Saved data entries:
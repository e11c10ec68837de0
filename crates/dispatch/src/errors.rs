//! Error taxonomy for dispatched calls.
//!
//! [`DispatchError`] is the single error type delivered through a call's
//! completion signal. Every variant belongs to exactly one [`ErrorKind`]:
//!
//! | Kind | Raised | Variants |
//! |------|--------|----------|
//! | `Parameter` | synchronously, while preparing | `MissingParameter`, `InvalidHeader`, `ParameterConversion`, `InvalidParameter` |
//! | `Encode` | synchronously, while preparing | `UnsupportedBody`, `Encode` |
//! | `Configuration` | synchronously, while preparing | `UnknownOperation`, `UnknownType`, `Configuration` |
//! | `Backend` | asynchronously, from the backend | `Backend` |
//! | `Decode` | asynchronously, while completing | `Decode` |
//! | `FieldRestoration` | asynchronously, as a secondary warning | `FieldRestoration` |
//! | `Exhausted` | from a query cursor | `NoMoreElements` |
//!
//! No kind is retried here; retry policy belongs to the backend client.

use bytes::Bytes;
use serde::{Deserialize, Serialize};
use thiserror::Error;

/// Boxed underlying error preserved as a `#[source]`.
pub type BoxError = Box<dyn std::error::Error + Send + Sync + 'static>;

/// Coarse classification of a [`DispatchError`].
#[derive(Debug, Clone, Copy, PartialEq, Eq, Hash)]
pub enum ErrorKind {
    /// Missing, malformed, or unconvertible call parameter.
    Parameter,
    /// Request body could not be serialised to the wire format.
    Encode,
    /// The remote call failed.
    Backend,
    /// Response bytes could not be parsed into the expected type.
    Decode,
    /// A captured field could not be written back.
    FieldRestoration,
    /// Endpoint or operation configuration is invalid.
    Configuration,
    /// A cursor was advanced past its last element.
    Exhausted,
}

// ---------------------------------------------------------------------------
// Backend errors
// ---------------------------------------------------------------------------

/// One structured error entry from a REST error response body.
#[derive(Debug, Clone, PartialEq, Eq, Serialize, Deserialize)]
#[serde(rename_all = "camelCase")]
pub struct RestError {
    /// Machine-readable code (e.g. `"NOT_FOUND"`, `"INVALID_FIELD"`).
    pub error_code: String,
    /// Human-readable description.
    pub message: String,
    /// Fields the error applies to, if any.
    #[serde(default)]
    pub fields: Vec<String>,
}

/// Failure reported by the backend client for one call.
#[derive(Debug, Error)]
#[error("{}", describe_backend_error(self))]
pub struct BackendError {
    /// HTTP status, or `None` for transport-level failures.
    pub status: Option<u16>,
    /// Summary supplied by the backend client.
    pub message: String,
    /// Structured errors decoded from the response body.
    pub errors: Vec<RestError>,
    /// Raw error response body, if the backend returned one.
    pub body: Option<Bytes>,
}

fn describe_backend_error(error: &BackendError) -> String {
    let mut text = match error.status {
        Some(status) => format!("[{status}] {}", error.message),
        None => error.message.clone(),
    };
    for entry in &error.errors {
        text.push_str(&format!("; {}: {}", entry.error_code, entry.message));
    }
    text
}

fn body_hint(body_attempted: &bool) -> &'static str {
    if *body_attempted {
        "; the message body could not be converted to it"
    } else {
        ""
    }
}

impl BackendError {
    /// Creates an error for a non-success HTTP status.
    pub fn status(status: u16, message: impl Into<String>) -> Self {
        Self {
            status: Some(status),
            message: message.into(),
            errors: Vec::new(),
            body: None,
        }
    }

    /// Creates an error for a failure that produced no HTTP status.
    pub fn transport(message: impl Into<String>) -> Self {
        Self {
            status: None,
            message: message.into(),
            errors: Vec::new(),
            body: None,
        }
    }

    /// Attaches the raw error response body.
    #[must_use]
    pub fn with_body(mut self, body: Bytes) -> Self {
        self.body = Some(body);
        self
    }

    /// Returns `true` for `404 Not Found`.
    pub fn is_not_found(&self) -> bool {
        self.status == Some(404)
    }
}

// ---------------------------------------------------------------------------
// Dispatch errors
// ---------------------------------------------------------------------------

/// Errors delivered through a call's completion signal.
#[derive(Debug, Error)]
pub enum DispatchError {
    /// A mandatory parameter was found in no source.
    #[error("missing required parameter '{name}'{}", body_hint(.body_attempted))]
    MissingParameter {
        /// Parameter name.
        name: String,
        /// Whether the message body was tried as a fallback.
        body_attempted: bool,
    },

    /// A header carried a value of the wrong type for the parameter.
    #[error("header '{name}' must be {expected}, found {found}")]
    InvalidHeader {
        /// Header (parameter) name.
        name: String,
        /// Type the parameter requires.
        expected: &'static str,
        /// Type actually present.
        found: &'static str,
    },

    /// A configured option could not be coerced to the parameter type.
    #[error("cannot convert configured value '{value}' of '{name}' to {target}")]
    ParameterConversion {
        /// Parameter name.
        name: String,
        /// Configured text.
        value: String,
        /// Target type name.
        target: &'static str,
        /// Underlying conversion failure.
        #[source]
        source: BoxError,
    },

    /// A parameter was present but unusable for this call.
    #[error("invalid parameter '{name}': {message}")]
    InvalidParameter {
        /// Parameter name.
        name: String,
        /// Description of the problem.
        message: String,
    },

    /// The operation name does not match any known operation.
    #[error("unknown operation: {name}")]
    UnknownOperation {
        /// The rejected name.
        name: String,
    },

    /// No response type is registered under the given name.
    #[error("no response type registered for '{name}'")]
    UnknownType {
        /// Object or class name that was looked up.
        name: String,
    },

    /// Endpoint configuration is invalid.
    #[error("configuration error: {message}")]
    Configuration {
        /// Description of the problem.
        message: String,
    },

    /// The message body has a type the codec cannot serialise.
    #[error("unsupported body type: {type_name}")]
    UnsupportedBody {
        /// Runtime type of the offending body.
        type_name: &'static str,
    },

    /// Serialisation of the request body failed.
    #[error("failed to encode request body as {format}")]
    Encode {
        /// Wire format being produced.
        format: crate::PayloadFormat,
        /// Underlying serialiser error.
        #[source]
        source: BoxError,
    },

    /// An operation handler panicked while building the request.
    #[error("preparing {operation} panicked: {message}")]
    PreparationPanicked {
        /// Operation being prepared.
        operation: String,
        /// Panic payload text.
        message: String,
    },

    /// The remote call failed.
    #[error("backend call failed: {0}")]
    Backend(#[from] BackendError),

    /// Response bytes could not be parsed into the expected type.
    #[error("failed to decode {operation} response as {type_name}")]
    Decode {
        /// Operation whose response was being decoded.
        operation: String,
        /// Expected type.
        type_name: String,
        /// Underlying parser error.
        #[source]
        source: BoxError,
    },

    /// A field cleared before the call could not be written back.
    #[error("failed to restore field {object}.{field}: {reason}")]
    FieldRestoration {
        /// Object type name.
        object: String,
        /// Field name.
        field: String,
        /// Why the write failed.
        reason: String,
    },

    /// A cursor was advanced after its last element.
    #[error("no more elements")]
    NoMoreElements,
}

impl DispatchError {
    /// Returns the taxonomy bucket this error belongs to.
    pub fn kind(&self) -> ErrorKind {
        match self {
            Self::MissingParameter { .. }
            | Self::InvalidHeader { .. }
            | Self::ParameterConversion { .. }
            | Self::InvalidParameter { .. } => ErrorKind::Parameter,
            Self::UnsupportedBody { .. }
            | Self::Encode { .. }
            | Self::PreparationPanicked { .. } => ErrorKind::Encode,
            Self::UnknownOperation { .. }
            | Self::UnknownType { .. }
            | Self::Configuration { .. } => ErrorKind::Configuration,
            Self::Backend(_) => ErrorKind::Backend,
            Self::Decode { .. } => ErrorKind::Decode,
            Self::FieldRestoration { .. } => ErrorKind::FieldRestoration,
            Self::NoMoreElements => ErrorKind::Exhausted,
        }
    }

    /// HTTP status of a backend error, if any.
    pub fn status(&self) -> Option<u16> {
        match self {
            Self::Backend(error) => error.status,
            _ => None,
        }
    }

    /// Creates a missing parameter error.
    pub fn missing_parameter(name: impl Into<String>, body_attempted: bool) -> Self {
        Self::MissingParameter {
            name: name.into(),
            body_attempted,
        }
    }

    /// Creates an invalid parameter error.
    pub fn invalid_parameter(name: impl Into<String>, message: impl Into<String>) -> Self {
        Self::InvalidParameter {
            name: name.into(),
            message: message.into(),
        }
    }

    /// Creates an unknown operation error.
    pub fn unknown_operation(name: impl Into<String>) -> Self {
        Self::UnknownOperation { name: name.into() }
    }

    /// Creates an unknown response type error.
    pub fn unknown_type(name: impl Into<String>) -> Self {
        Self::UnknownType { name: name.into() }
    }

    /// Creates a configuration error.
    pub fn configuration(message: impl Into<String>) -> Self {
        Self::Configuration {
            message: message.into(),
        }
    }

    /// Creates a decode error wrapping the parser failure.
    pub fn decode(
        operation: impl Into<String>,
        type_name: impl Into<String>,
        source: impl Into<BoxError>,
    ) -> Self {
        Self::Decode {
            operation: operation.into(),
            type_name: type_name.into(),
            source: source.into(),
        }
    }

    /// Creates a field restoration error.
    pub fn field_restoration(
        object: impl Into<String>,
        field: impl Into<String>,
        reason: impl Into<String>,
    ) -> Self {
        Self::FieldRestoration {
            object: object.into(),
            field: field.into(),
            reason: reason.into(),
        }
    }
}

Task item:
Where does the string "value" occur in the data above? Copy every line that holds it.

Solution to this task:
    /// A header carried a value of the wrong type for the parameter.
    #[error("cannot convert configured value '{value}' of '{name}' to {target}")]
        value: String,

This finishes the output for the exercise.